ACTION ITEM —
Find the lines of the records in which the word "SchemaIdResponse" appears and report how many there are, as a number alone.

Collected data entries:
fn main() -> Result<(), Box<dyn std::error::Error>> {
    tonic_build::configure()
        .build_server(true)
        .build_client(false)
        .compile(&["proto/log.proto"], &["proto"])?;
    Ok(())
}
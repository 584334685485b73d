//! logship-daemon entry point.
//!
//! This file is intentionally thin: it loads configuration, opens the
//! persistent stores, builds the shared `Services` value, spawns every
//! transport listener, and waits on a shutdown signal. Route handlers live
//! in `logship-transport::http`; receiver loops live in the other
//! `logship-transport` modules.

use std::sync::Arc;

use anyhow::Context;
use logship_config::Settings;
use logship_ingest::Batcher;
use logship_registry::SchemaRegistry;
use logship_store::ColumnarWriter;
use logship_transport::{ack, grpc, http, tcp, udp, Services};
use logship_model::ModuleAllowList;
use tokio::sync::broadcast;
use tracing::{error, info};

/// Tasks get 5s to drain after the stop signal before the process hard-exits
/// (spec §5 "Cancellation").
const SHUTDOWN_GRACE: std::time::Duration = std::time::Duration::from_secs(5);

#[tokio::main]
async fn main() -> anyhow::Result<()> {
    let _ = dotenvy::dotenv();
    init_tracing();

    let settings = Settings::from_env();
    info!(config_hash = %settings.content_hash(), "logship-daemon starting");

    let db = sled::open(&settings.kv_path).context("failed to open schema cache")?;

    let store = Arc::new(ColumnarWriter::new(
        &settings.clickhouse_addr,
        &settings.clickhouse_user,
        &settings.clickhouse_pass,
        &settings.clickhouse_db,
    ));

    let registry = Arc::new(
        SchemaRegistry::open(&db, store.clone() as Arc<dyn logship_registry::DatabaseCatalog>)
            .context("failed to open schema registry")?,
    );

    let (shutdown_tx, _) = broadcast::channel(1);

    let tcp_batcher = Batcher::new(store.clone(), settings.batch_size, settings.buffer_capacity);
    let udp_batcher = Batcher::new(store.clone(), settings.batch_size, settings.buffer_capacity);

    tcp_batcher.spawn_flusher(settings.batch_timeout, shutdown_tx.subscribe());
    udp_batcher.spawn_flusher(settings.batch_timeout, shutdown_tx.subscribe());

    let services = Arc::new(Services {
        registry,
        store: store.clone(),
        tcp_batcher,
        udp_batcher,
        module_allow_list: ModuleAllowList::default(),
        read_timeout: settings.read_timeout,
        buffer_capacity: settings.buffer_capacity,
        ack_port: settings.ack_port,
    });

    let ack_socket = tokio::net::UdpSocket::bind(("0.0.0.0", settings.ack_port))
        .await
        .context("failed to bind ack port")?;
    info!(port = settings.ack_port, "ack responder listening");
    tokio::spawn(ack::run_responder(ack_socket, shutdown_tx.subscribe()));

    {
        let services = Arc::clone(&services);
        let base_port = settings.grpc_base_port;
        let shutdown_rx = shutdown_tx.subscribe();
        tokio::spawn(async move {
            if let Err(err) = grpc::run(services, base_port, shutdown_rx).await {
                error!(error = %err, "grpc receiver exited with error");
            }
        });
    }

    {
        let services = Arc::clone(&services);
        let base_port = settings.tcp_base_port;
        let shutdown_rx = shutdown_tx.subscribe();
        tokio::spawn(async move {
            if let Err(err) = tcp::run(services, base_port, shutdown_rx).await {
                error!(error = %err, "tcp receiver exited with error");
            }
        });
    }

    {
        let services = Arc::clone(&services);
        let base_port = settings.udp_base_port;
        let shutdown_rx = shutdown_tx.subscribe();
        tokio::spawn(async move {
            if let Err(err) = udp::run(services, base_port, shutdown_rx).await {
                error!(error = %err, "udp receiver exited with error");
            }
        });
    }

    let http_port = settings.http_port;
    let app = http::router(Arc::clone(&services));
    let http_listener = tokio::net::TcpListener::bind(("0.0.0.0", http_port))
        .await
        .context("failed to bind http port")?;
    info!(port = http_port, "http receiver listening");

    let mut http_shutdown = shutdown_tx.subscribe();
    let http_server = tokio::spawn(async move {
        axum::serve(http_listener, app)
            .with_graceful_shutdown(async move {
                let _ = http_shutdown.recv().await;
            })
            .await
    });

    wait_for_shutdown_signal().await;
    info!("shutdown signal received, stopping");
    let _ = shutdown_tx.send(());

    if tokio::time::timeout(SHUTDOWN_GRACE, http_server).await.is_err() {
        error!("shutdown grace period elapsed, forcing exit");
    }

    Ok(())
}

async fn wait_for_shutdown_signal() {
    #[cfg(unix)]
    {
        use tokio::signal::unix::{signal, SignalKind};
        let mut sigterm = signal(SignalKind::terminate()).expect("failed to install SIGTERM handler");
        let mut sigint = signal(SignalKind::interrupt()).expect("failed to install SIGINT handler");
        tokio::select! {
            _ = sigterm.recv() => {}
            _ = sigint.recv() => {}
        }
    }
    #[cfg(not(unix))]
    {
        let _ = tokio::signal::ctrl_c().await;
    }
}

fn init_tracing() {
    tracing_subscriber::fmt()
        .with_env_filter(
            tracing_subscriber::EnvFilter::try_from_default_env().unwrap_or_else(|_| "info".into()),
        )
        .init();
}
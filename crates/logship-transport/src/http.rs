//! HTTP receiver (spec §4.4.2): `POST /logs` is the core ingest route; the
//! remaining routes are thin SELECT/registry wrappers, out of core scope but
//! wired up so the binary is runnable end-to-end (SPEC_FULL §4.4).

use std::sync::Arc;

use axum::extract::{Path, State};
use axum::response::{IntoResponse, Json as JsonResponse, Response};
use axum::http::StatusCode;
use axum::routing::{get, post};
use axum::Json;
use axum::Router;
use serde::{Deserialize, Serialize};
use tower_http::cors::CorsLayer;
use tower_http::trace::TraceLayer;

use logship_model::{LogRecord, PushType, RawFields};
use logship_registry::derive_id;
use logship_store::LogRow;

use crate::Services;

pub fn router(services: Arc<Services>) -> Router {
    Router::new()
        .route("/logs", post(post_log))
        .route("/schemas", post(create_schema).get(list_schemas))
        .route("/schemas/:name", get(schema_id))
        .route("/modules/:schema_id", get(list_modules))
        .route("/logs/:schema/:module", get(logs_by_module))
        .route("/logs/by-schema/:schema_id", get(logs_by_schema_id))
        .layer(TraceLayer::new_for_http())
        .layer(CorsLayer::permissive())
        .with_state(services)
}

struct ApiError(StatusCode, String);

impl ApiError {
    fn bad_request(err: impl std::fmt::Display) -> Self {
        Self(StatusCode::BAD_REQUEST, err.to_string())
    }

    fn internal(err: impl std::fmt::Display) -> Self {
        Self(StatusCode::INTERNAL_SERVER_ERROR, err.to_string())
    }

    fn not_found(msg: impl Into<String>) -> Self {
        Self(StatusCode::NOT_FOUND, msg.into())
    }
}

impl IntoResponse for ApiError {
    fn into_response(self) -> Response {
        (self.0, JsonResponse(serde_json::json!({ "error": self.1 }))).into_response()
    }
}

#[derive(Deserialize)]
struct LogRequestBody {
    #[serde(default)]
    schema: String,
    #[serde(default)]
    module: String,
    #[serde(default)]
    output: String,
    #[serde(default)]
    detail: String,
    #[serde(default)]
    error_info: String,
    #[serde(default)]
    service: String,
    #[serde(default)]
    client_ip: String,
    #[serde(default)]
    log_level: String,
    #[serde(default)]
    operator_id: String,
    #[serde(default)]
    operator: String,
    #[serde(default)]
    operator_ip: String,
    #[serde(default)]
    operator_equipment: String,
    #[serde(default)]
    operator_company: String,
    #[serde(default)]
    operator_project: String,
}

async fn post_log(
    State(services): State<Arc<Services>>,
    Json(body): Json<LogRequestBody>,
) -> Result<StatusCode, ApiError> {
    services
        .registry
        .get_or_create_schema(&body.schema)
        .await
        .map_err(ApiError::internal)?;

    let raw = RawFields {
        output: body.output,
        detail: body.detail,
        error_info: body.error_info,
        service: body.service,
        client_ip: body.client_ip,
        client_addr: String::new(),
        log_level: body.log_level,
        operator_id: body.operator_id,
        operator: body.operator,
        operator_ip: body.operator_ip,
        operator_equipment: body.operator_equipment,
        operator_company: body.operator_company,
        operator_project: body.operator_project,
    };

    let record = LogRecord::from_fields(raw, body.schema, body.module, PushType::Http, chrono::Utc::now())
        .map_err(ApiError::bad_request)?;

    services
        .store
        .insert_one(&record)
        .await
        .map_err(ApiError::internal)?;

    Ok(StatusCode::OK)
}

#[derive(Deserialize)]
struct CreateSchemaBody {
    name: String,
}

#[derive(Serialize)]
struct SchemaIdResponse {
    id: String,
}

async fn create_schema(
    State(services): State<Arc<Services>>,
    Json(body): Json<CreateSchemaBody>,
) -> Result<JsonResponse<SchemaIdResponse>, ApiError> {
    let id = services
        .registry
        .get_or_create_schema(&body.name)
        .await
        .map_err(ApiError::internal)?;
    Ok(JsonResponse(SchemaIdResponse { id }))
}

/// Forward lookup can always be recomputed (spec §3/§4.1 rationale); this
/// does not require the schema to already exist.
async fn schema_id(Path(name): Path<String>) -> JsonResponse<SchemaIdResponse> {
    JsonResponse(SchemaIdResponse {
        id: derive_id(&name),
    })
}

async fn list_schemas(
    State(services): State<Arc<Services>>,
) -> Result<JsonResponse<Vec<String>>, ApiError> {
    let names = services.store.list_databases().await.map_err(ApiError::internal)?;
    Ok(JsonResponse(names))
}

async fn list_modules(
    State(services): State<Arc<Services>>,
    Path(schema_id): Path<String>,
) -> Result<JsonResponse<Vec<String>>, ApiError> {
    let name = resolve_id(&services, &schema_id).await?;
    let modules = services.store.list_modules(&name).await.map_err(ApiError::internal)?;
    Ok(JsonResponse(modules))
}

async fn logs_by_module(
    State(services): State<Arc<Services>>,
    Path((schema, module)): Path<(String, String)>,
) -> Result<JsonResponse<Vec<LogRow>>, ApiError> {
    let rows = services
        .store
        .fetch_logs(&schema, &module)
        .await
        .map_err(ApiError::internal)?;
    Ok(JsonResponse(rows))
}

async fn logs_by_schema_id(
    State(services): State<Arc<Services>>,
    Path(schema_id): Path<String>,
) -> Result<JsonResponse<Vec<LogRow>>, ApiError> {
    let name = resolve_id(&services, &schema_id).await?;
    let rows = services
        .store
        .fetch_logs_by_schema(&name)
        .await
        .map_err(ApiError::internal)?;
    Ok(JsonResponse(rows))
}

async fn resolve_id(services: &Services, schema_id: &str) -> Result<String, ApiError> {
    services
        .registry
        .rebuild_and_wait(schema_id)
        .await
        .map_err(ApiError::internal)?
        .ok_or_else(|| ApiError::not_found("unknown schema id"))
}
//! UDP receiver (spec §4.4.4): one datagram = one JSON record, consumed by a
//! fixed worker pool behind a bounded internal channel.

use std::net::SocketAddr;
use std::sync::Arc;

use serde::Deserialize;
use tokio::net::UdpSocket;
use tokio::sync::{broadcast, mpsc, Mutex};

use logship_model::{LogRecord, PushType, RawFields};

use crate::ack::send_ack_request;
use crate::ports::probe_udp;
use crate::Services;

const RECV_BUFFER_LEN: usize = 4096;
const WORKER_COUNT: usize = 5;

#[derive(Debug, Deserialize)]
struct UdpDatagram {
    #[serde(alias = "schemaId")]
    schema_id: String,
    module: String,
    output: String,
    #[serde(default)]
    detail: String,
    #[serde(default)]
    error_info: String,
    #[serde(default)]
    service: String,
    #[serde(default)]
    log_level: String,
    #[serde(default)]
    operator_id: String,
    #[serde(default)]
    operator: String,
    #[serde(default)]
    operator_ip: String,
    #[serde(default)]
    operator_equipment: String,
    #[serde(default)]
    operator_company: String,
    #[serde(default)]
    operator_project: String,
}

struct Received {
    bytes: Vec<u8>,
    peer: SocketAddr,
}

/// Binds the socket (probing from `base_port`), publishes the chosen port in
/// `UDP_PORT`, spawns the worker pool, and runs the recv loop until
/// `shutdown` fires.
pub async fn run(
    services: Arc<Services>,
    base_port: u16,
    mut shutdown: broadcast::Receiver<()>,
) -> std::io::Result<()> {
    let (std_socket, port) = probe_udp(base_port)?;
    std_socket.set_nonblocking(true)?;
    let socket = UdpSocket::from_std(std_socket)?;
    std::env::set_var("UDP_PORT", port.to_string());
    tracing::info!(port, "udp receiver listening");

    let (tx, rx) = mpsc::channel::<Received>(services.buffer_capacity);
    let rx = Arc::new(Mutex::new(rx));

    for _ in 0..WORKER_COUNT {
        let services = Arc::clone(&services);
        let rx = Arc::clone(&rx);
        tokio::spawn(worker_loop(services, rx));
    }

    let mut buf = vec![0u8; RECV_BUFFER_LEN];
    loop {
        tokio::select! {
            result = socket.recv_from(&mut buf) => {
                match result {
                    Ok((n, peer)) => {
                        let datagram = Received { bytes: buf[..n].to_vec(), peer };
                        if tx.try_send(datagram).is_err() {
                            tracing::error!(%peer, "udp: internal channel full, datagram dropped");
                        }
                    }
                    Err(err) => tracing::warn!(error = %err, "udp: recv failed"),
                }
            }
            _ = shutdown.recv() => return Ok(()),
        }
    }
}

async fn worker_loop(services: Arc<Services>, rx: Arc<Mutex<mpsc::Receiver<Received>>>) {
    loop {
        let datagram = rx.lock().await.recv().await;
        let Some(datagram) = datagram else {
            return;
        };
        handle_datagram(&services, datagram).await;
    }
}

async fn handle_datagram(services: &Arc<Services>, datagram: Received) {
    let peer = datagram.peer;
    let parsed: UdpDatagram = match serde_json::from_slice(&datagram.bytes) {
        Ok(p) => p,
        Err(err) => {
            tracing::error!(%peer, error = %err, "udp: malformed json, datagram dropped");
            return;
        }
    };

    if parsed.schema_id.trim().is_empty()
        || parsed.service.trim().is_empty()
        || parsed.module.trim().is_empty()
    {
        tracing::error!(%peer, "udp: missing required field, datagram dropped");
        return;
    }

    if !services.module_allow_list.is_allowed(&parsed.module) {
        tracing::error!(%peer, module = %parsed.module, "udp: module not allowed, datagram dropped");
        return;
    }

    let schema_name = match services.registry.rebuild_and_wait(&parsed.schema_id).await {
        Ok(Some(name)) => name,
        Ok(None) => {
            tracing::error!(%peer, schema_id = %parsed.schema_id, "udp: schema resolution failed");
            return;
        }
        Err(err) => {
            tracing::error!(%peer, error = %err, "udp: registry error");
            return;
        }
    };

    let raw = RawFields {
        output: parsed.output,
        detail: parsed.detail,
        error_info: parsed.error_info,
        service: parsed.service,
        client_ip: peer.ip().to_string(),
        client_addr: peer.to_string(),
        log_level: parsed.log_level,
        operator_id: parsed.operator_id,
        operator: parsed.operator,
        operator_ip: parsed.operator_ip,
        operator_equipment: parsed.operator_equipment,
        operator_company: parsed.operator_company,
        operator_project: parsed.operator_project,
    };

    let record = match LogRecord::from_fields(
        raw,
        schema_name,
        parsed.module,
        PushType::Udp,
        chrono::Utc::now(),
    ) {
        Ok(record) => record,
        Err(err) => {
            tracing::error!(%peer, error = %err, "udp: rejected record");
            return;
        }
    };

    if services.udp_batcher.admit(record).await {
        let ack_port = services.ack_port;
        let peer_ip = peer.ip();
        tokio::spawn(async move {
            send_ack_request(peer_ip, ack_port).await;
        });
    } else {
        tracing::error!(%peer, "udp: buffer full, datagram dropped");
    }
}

SOLUTION —
5